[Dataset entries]
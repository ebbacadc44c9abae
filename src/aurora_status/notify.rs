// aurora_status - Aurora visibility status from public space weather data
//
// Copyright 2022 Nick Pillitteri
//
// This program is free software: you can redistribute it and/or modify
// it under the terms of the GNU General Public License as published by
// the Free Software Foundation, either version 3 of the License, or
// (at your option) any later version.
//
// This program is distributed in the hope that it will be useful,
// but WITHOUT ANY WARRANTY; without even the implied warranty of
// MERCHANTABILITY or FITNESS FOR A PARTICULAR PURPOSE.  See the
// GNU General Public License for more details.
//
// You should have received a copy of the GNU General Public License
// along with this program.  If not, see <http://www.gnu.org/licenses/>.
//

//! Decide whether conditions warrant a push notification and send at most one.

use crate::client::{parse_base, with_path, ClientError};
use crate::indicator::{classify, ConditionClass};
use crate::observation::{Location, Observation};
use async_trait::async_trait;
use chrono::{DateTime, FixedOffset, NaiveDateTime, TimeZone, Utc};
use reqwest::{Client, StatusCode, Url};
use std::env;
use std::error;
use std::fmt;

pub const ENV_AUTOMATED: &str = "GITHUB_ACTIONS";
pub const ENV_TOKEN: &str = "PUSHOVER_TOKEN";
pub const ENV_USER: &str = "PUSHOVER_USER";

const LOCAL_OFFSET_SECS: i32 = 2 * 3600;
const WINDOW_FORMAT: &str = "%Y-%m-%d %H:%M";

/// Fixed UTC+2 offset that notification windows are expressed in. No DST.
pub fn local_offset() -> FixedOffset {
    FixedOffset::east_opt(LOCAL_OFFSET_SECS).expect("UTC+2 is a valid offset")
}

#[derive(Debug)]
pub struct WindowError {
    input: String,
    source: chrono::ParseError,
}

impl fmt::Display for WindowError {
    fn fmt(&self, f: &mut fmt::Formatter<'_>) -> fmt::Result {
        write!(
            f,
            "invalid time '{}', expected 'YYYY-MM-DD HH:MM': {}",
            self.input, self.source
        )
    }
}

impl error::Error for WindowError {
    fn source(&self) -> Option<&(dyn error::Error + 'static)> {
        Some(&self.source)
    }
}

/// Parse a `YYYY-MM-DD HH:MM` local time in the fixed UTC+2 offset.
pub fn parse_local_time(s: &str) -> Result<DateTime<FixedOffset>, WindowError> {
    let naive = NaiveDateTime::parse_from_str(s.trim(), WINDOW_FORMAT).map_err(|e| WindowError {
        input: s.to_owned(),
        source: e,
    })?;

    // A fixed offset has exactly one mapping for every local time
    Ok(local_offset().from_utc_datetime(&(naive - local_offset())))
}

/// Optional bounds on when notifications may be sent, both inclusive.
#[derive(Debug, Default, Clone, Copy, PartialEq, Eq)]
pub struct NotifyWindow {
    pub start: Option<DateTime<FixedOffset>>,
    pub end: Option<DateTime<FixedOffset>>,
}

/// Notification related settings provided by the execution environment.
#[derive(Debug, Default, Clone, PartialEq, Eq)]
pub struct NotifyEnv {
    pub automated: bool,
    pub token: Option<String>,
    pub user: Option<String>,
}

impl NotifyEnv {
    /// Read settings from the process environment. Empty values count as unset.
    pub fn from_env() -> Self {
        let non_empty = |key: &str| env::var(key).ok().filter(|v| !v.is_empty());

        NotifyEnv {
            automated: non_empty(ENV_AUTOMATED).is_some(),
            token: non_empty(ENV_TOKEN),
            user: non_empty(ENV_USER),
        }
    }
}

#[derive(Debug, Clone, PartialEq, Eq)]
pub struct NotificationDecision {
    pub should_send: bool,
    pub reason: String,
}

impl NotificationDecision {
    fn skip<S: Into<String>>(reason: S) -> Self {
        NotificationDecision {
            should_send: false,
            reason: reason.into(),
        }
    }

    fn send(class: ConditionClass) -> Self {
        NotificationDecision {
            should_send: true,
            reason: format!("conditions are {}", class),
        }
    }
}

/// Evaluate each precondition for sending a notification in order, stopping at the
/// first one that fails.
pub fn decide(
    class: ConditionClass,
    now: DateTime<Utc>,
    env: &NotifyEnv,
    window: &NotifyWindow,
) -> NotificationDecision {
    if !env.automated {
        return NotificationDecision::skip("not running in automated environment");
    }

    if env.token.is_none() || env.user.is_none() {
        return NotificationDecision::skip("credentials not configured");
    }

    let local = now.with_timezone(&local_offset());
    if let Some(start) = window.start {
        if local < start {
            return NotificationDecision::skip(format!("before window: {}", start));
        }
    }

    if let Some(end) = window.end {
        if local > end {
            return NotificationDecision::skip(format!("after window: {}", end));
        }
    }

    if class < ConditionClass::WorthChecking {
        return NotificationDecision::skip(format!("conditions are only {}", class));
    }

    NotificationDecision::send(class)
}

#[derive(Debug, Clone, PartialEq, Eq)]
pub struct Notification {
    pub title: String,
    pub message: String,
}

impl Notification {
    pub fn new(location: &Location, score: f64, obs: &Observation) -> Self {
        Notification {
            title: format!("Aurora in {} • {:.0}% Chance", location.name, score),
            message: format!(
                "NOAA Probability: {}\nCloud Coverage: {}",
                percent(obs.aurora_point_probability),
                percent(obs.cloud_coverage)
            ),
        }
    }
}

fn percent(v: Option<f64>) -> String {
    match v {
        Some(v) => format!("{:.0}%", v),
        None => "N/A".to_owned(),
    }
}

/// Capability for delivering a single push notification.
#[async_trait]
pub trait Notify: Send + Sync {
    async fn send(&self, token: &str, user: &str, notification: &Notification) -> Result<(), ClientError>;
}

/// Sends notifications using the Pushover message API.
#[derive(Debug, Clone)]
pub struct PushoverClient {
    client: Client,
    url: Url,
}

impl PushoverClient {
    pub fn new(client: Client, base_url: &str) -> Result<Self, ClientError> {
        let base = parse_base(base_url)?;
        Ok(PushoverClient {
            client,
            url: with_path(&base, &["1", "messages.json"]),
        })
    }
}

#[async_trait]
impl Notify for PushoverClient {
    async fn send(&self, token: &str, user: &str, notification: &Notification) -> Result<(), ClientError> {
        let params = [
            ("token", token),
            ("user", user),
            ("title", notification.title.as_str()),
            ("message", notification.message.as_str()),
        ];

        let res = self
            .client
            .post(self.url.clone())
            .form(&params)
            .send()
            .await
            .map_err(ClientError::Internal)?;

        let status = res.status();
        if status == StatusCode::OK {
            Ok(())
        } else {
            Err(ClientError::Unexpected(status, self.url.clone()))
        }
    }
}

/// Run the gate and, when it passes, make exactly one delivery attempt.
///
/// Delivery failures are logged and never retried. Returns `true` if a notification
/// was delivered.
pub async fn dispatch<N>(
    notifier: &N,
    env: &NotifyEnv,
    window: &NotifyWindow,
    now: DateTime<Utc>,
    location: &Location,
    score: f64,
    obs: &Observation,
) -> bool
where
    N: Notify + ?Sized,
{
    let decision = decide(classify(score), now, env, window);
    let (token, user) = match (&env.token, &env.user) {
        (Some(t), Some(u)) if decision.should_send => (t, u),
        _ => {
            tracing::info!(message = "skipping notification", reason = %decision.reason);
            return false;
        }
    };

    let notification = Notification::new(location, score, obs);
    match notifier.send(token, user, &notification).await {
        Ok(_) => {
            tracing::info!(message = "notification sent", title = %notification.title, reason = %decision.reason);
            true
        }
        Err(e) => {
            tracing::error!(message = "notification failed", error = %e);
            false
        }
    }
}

▶ [EXERCISE BRIEF] Look back at the entries above. Retype the line with "let local = now.with_timezone(&local_offset());", the line with "single push notification.", and all lines in between.

▶ [FINISHED EXERCISE]
    let local = now.with_timezone(&local_offset());
    if let Some(start) = window.start {
        if local < start {
            return NotificationDecision::skip(format!("before window: {}", start));
        }
    }

    if let Some(end) = window.end {
        if local > end {
            return NotificationDecision::skip(format!("after window: {}", end));
        }
    }

    if class < ConditionClass::WorthChecking {
        return NotificationDecision::skip(format!("conditions are only {}", class));
    }

    NotificationDecision::send(class)
}

#[derive(Debug, Clone, PartialEq, Eq)]
pub struct Notification {
    pub title: String,
    pub message: String,
}

impl Notification {
    pub fn new(location: &Location, score: f64, obs: &Observation) -> Self {
        Notification {
            title: format!("Aurora in {} • {:.0}% Chance", location.name, score),
            message: format!(
                "NOAA Probability: {}\nCloud Coverage: {}",
                percent(obs.aurora_point_probability),
                percent(obs.cloud_coverage)
            ),
        }
    }
}

fn percent(v: Option<f64>) -> String {
    match v {
        Some(v) => format!("{:.0}%", v),
        None => "N/A".to_owned(),
    }
}

/// Capability for delivering a single push notification.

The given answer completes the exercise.